BALB/c mice were infected with P. aeruginosa via the intratracheal route and treated with TM1, TM5, TM6, or ciprofloxacin. A modified Karnofsky score was used to score any adverse effects observed over the course of the infection. A Average overall Karnofsky scores for each group of mice tested from 0 h to 72 h, with variance represented as SD. B Average Karnofsky scores for each group of mice over time, split into various categories tested. Columns marked with an ‘X’ indicate where a mouse was sacrificed ahead of schedule.

Fig. 9. Bacterial burdens of P. aeruginosa Xen41-infected mice following treatment with peptoid or antibiotic.

CFUs taken from sacrifice of day 1 mice. A CFUs/ml of Xen41 in the lungs of mice from varying treatment groups. B CFUs/ml of Xen41 in the spleen of mice from varying treatment groups. For all graphs, p-values are compared to the average of untreated mice. The line across represents the average of all data points within the group.

Fig. 10. IVIS imaging of treated and untreated mice at 24 h post-infection.

Images were collected using the same scale of radiance for all mice tested. Each group of mice initially sacrificed were imaged together. An additional mouse in the TM6 group was imaged later using the same scale of radiance as it met the euthanization criteria.

Fig. 11. Histological analysis of treated and untreated mice.

Breakdown of histology scoring as A averages of groups with standard error for each category. C Neutrophil counts per mm² for histology sections with standard error via computational analysis. Breakdown of histology scoring as B individual scoring across several categories for each mouse sacrificed at day 1.
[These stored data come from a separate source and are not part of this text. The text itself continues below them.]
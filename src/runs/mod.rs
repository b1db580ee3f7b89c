//! Run registry and lifecycle coordination.
//!
//! This module tracks externally-executing assistant runs: one registry
//! entry and one polling loop per outstanding request. A concurrent caller
//! can request cancellation at any time; the owning poll loop observes the
//! flag on its next tick and performs the actual remote cancel and cleanup.
//!
//! # Architecture
//!
//! - [`RunRegistry`]: process-wide `run_id -> RunEntry` map
//! - [`RunCoordinator`]: owns the poll loop; the only writer of terminal
//!   outcomes
//!
//! An entry exists in the registry iff a poll loop for it is currently
//! active or it has been marked cancelled and not yet reaped. Every entry
//! is removed exactly once, by the loop that registered it.

mod coordinator;
mod registry;

pub use coordinator::{RunCoordinator, RunOutcome};
pub use registry::{RunEntry, RunRegistry, RunStatus};
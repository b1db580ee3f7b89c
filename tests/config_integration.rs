use assistant_relay::config::AppConfig;
use serial_test::serial;
use std::env;
use std::fs;

// Helper to clear environment variables that might interfere with tests
fn clear_env_vars() {
    unsafe {
        env::remove_var("RELAY_SERVER__PORT");
        env::remove_var("RELAY_SERVER__HOST");
        env::remove_var("RELAY_CREDENTIALS__PATH");
        env::remove_var("RELAY_GATEWAY__BASE_URL");
        env::remove_var("RELAY_GATEWAY__POLL_INTERVAL_MS");
        env::remove_var("CONFIG_FILE");
        env::remove_var("PORT");
        env::remove_var("CREDENTIALS_FILE");
    }
}

#[test]
#[serial]
fn test_default_config() {
    clear_env_vars();

    let config = AppConfig::load_from_args(["assistant-relay"]).expect("defaults should load");

    assert_eq!(config.server.port, 3000);
    assert_eq!(config.server.host, "0.0.0.0");
    assert_eq!(config.credentials.path, "assistants.csv");
    assert_eq!(config.gateway.base_url, "https://api.openai.com/v1");
    assert_eq!(config.gateway.poll_interval_ms, 500);
}

#[test]
#[serial]
fn test_env_override() {
    clear_env_vars();
    unsafe {
        env::set_var("RELAY_SERVER__PORT", "9090");
        env::set_var("RELAY_GATEWAY__POLL_INTERVAL_MS", "50");
    }

    let config = AppConfig::load_from_args(["assistant-relay"]).expect("Failed to load config");
    assert_eq!(config.server.port, 9090);
    assert_eq!(config.gateway.poll_interval_ms, 50);

    clear_env_vars();
}

#[test]
#[serial]
fn test_cli_overrides_env() {
    clear_env_vars();
    unsafe {
        env::set_var("RELAY_SERVER__PORT", "9090");
    }

    let config = AppConfig::load_from_args(["assistant-relay", "--port", "7171"])
        .expect("Failed to load config");
    assert_eq!(config.server.port, 7171);

    clear_env_vars();
}

#[test]
#[serial]
fn test_file_load() {
    clear_env_vars();

    let config_content = r"
server:
  port: 7070
credentials:
  path: clients.csv
    ";

    let dir = tempfile::tempdir().expect("Failed to create temp dir");
    let file_path = dir.path().join("relay_config.yaml");
    fs::write(&file_path, config_content).expect("Failed to write temp config");

    let config =
        AppConfig::load_from_args(["assistant-relay", "--config", file_path.to_str().unwrap()])
            .expect("Failed to load config from file");

    assert_eq!(config.server.port, 7070);
    assert_eq!(config.credentials.path, "clients.csv");
    // Unset keys keep their defaults.
    assert_eq!(config.gateway.poll_interval_ms, 500);

    clear_env_vars();
}

#[test]
#[serial]
fn test_credentials_cli_flag() {
    clear_env_vars();

    let config =
        AppConfig::load_from_args(["assistant-relay", "--credentials", "other/clients.csv"])
            .expect("Failed to load config");
    assert_eq!(config.credentials.path, "other/clients.csv");
}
Fig. 12. Histology sectioning of lungs for representative mice in each treatment group.

Histology of H&E-stained tissue sections of lungs for representative mice in each group. Insets are increased magnification of the box seen in the larger image. The short bar, in the inset, is equivalent to 50 μm and the longer bar is equivalent to 500 μm.